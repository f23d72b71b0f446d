//! Logging bootstrap.
//!
//! Structured logging via `tracing`, with dual output:
//! - compact lines on stderr (stdout belongs to the guidance output)
//! - a non-blocking appender writing `mmonav.log` in the given directory
//!
//! Verbosity is controlled with the `RUST_LOG` environment variable and
//! defaults to `info`.

use std::fs;
use std::io;
use std::path::Path;

use tracing_appender::non_blocking::WorkerGuard;
use tracing_subscriber::layer::SubscriberExt;
use tracing_subscriber::util::SubscriberInitExt;
use tracing_subscriber::EnvFilter;

/// Default log file name.
pub const DEFAULT_LOG_FILE: &str = "mmonav.log";

/// Keeps the background log writer alive; dropping it flushes and closes the
/// log file.
pub struct LoggingGuard {
    _file_guard: WorkerGuard,
}

/// Initialize the global tracing subscriber.
///
/// Creates `log_dir` if needed. Returns a guard the caller must hold for the
/// lifetime of the process.
///
/// # Errors
///
/// Returns an error when the log directory cannot be created.
pub fn init_logging(log_dir: &Path, log_file: &str) -> Result<LoggingGuard, io::Error> {
    fs::create_dir_all(log_dir)?;

    let file_appender = tracing_appender::rolling::never(log_dir, log_file);
    let (non_blocking_file, file_guard) = tracing_appender::non_blocking(file_appender);

    let file_layer = tracing_subscriber::fmt::layer()
        .with_writer(non_blocking_file)
        .with_ansi(false)
        .compact();

    let stderr_layer = tracing_subscriber::fmt::layer()
        .with_writer(io::stderr)
        .compact();

    let env_filter = EnvFilter::try_from_default_env().unwrap_or_else(|_| EnvFilter::new("info"));

    tracing_subscriber::registry()
        .with(env_filter)
        .with(file_layer)
        .with(stderr_layer)
        .init();

    Ok(LoggingGuard {
        _file_guard: file_guard,
    })
}
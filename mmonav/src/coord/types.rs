//! Value types for parsed game coordinates.

use std::fmt;

use serde::{Deserialize, Serialize};

/// A single parsed coordinate sample.
///
/// `x` and `y` are always present after a successful parse. `z` and
/// `heading` are genuinely optional - `None` means the source did not report
/// them, which is different from a reported value of `0.0` (due north is a
/// real facing; absence is not).
///
/// Instances are immutable values produced by [`crate::coord::parse_coordinates`];
/// a new sample is created for every observation.
#[derive(Debug, Clone, Copy, PartialEq)]
pub struct CoordinateData {
    pub x: f64,
    pub y: f64,
    pub z: Option<f64>,
    /// Facing in degrees exactly as the game reported it. Normalization into
    /// `[0, 360)` happens in the navigation math, not here.
    pub heading: Option<f64>,
}

impl CoordinateData {
    /// Create a 2-D sample with no elevation or facing.
    pub fn new(x: f64, y: f64) -> Self {
        Self {
            x,
            y,
            z: None,
            heading: None,
        }
    }
}

/// Which numeric token maps to which semantic axis.
///
/// Games print coordinates in different orders; the profile selects one of
/// the orders the parser distinguishes. Unrecognized configuration strings
/// fall back to [`CoordinateOrder::XZYD`], the EverQuest-style default.
#[derive(Debug, Clone, Copy, Default, PartialEq, Eq, Serialize, Deserialize)]
pub enum CoordinateOrder {
    /// X, then Z (elevation), then Y, then an optional facing. The only
    /// order whose fourth token is interpreted as a heading.
    #[default]
    #[serde(rename = "x z y d")]
    XZYD,
    /// Y first, then X.
    #[serde(rename = "y x")]
    YX,
    /// Y, then X, then elevation.
    #[serde(rename = "y x z")]
    YXZ,
    /// Plain X then Y.
    #[serde(rename = "x y")]
    XY,
}

impl CoordinateOrder {
    /// Parse a configuration string, falling back to the default order for
    /// anything unrecognized. Matching is whitespace- and case-lenient.
    pub fn parse(value: &str) -> Self {
        match value.trim().to_ascii_lowercase().as_str() {
            "y x" => Self::YX,
            "y x z" => Self::YXZ,
            "x y" => Self::XY,
            "x z y d" => Self::XZYD,
            other => {
                if !other.is_empty() {
                    tracing::debug!(order = other, "unknown coordinate order, using default");
                }
                Self::XZYD
            }
        }
    }

    /// The canonical configuration string for this order.
    pub fn as_str(&self) -> &'static str {
        match self {
            Self::XZYD => "x z y d",
            Self::YX => "y x",
            Self::YXZ => "y x z",
            Self::XY => "x y",
        }
    }
}

impl fmt::Display for CoordinateOrder {
    fn fmt(&self, f: &mut fmt::Formatter<'_>) -> fmt::Result {
        f.write_str(self.as_str())
    }
}

/// World-axis handedness of the game's coordinate system.
///
/// Affects only the sign of computed bearings, never parsing.
#[derive(Debug, Clone, Copy, Default, PartialEq, Eq, Serialize, Deserialize)]
#[serde(rename_all = "lowercase")]
pub enum CoordinateSystem {
    /// +X is East, +Y is North.
    #[default]
    RightHanded,
    /// +X is West, +Y is North. Bearings are mirrored.
    LeftHanded,
}

impl CoordinateSystem {
    /// Lenient configuration-string parse; unknown values mean right-handed.
    pub fn parse(value: &str) -> Self {
        match value.trim().to_ascii_lowercase().as_str() {
            "lefthanded" | "left-handed" | "left" => Self::LeftHanded,
            _ => Self::RightHanded,
        }
    }

    pub fn as_str(&self) -> &'static str {
        match self {
            Self::RightHanded => "righthanded",
            Self::LeftHanded => "lefthanded",
        }
    }
}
+-------+
Problem to work on →
Whenever the string "CoordinateSystem" turns up in a line above, copy that line out.

Output for this task →
pub enum CoordinateSystem {
impl CoordinateSystem {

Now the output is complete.